Please output the line that contains "pub struct MetricsSnapshot" and all later lines of the material, exactly, through the end.

**Extracted information**:
######

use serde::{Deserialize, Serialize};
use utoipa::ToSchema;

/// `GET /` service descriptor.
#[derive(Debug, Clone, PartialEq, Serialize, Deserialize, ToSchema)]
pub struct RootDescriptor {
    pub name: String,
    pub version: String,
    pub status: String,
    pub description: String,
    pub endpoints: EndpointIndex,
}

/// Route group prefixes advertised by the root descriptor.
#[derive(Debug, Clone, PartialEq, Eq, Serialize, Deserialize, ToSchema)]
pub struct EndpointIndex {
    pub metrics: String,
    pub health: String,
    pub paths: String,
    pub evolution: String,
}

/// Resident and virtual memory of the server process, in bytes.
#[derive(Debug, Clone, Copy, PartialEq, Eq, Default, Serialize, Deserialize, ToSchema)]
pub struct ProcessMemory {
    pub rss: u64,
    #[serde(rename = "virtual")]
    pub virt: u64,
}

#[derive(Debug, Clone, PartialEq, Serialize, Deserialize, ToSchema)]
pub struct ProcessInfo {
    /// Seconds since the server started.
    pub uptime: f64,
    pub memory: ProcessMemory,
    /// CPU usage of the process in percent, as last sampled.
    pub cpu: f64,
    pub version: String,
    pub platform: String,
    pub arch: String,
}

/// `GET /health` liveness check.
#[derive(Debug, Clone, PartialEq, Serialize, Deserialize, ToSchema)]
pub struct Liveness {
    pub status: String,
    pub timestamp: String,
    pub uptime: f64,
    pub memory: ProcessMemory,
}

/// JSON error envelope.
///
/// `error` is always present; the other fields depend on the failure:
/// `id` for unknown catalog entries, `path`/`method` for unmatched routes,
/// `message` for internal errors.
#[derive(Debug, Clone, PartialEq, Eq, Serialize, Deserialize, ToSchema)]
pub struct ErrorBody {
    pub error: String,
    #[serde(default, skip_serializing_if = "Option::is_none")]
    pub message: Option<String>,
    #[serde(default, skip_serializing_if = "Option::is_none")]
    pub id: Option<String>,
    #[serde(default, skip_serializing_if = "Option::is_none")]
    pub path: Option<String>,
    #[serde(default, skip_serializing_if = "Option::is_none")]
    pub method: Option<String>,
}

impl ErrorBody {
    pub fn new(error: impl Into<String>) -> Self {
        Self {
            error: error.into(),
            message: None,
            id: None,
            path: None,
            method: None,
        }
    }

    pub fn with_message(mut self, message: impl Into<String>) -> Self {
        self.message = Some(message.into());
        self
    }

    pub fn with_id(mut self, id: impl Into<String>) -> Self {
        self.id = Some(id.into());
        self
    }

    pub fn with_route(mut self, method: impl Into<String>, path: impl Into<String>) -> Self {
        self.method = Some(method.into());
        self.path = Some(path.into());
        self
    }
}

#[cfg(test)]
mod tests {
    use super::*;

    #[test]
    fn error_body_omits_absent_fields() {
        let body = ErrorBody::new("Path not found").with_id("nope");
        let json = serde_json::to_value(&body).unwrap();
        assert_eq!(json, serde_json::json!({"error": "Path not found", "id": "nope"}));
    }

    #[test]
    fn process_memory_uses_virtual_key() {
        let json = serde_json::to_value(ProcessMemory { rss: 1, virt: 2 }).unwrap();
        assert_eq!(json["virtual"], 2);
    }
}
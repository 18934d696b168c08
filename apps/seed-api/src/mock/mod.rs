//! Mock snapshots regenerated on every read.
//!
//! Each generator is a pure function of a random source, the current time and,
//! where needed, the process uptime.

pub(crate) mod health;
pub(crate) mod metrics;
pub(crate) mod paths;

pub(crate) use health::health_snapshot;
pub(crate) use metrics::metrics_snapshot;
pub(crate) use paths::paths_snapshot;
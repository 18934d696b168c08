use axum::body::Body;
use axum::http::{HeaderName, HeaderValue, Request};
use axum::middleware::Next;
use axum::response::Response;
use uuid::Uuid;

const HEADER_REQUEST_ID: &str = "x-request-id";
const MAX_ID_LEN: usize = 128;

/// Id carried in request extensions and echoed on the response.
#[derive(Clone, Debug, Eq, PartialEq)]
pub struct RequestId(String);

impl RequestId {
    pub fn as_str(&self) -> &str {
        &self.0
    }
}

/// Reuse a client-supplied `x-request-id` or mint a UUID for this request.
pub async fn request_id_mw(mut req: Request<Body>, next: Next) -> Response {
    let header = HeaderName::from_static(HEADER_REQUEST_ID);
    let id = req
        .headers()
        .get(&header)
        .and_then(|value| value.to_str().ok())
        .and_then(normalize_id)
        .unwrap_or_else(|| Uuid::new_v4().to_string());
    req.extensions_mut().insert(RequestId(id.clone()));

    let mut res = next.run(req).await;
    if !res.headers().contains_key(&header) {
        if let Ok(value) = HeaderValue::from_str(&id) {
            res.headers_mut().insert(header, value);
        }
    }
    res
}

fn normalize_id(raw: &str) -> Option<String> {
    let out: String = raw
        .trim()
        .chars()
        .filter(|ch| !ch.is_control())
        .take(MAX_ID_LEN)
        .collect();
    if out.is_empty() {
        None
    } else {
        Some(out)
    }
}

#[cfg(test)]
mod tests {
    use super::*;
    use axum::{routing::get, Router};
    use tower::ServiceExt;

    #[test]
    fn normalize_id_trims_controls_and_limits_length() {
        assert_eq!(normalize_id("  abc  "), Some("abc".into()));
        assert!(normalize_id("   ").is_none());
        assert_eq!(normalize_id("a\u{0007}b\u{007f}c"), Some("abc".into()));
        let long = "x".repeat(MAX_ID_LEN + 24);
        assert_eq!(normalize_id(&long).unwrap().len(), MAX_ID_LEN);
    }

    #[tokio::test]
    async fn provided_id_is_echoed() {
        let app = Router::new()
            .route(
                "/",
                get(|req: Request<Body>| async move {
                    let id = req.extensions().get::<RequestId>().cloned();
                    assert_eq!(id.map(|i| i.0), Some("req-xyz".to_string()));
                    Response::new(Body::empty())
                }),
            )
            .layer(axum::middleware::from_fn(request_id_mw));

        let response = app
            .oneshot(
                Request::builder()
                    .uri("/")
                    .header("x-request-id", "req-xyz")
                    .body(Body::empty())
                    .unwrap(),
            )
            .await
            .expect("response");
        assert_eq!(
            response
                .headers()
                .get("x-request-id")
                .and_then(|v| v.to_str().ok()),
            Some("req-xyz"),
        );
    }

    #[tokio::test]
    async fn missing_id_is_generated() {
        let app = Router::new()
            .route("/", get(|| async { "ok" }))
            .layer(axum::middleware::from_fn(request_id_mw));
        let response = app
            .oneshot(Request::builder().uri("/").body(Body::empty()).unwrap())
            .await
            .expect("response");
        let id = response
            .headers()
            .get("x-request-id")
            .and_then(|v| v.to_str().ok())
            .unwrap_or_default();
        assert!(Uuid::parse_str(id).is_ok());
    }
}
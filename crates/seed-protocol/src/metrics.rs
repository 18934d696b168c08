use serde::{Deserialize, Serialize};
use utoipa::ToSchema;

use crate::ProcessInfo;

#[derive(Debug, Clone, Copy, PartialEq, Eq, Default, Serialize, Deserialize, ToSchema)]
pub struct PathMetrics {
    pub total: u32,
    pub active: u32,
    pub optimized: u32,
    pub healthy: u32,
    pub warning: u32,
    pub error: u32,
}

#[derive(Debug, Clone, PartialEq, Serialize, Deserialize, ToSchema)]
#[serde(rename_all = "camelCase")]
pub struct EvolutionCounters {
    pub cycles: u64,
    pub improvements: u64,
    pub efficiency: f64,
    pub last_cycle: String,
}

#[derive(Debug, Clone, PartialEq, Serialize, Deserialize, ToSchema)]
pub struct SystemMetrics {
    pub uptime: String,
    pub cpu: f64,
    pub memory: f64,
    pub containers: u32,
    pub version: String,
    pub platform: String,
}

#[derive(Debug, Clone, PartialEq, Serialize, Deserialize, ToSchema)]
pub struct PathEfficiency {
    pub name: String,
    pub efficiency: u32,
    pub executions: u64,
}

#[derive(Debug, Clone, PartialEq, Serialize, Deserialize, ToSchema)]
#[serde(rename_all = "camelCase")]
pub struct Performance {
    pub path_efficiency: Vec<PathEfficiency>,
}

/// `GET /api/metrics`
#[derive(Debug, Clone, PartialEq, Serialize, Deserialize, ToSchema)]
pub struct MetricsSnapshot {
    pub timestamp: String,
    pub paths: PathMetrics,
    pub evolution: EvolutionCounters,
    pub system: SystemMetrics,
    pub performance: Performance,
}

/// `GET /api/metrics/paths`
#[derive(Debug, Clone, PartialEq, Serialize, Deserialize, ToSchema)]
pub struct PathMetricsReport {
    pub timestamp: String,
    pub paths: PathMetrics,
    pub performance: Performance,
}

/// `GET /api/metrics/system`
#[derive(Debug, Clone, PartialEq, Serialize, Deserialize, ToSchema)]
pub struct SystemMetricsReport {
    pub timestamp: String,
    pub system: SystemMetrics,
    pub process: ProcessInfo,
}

######

**Task result**:
pub struct MetricsSnapshot {
    pub timestamp: String,
    pub paths: PathMetrics,
    pub evolution: EvolutionCounters,
    pub system: SystemMetrics,
    pub performance: Performance,
}

/// `GET /api/metrics/paths`
#[derive(Debug, Clone, PartialEq, Serialize, Deserialize, ToSchema)]
pub struct PathMetricsReport {
    pub timestamp: String,
    pub paths: PathMetrics,
    pub performance: Performance,
}

/// `GET /api/metrics/system`
#[derive(Debug, Clone, PartialEq, Serialize, Deserialize, ToSchema)]
pub struct SystemMetricsReport {
    pub timestamp: String,
    pub system: SystemMetrics,
    pub process: ProcessInfo,
}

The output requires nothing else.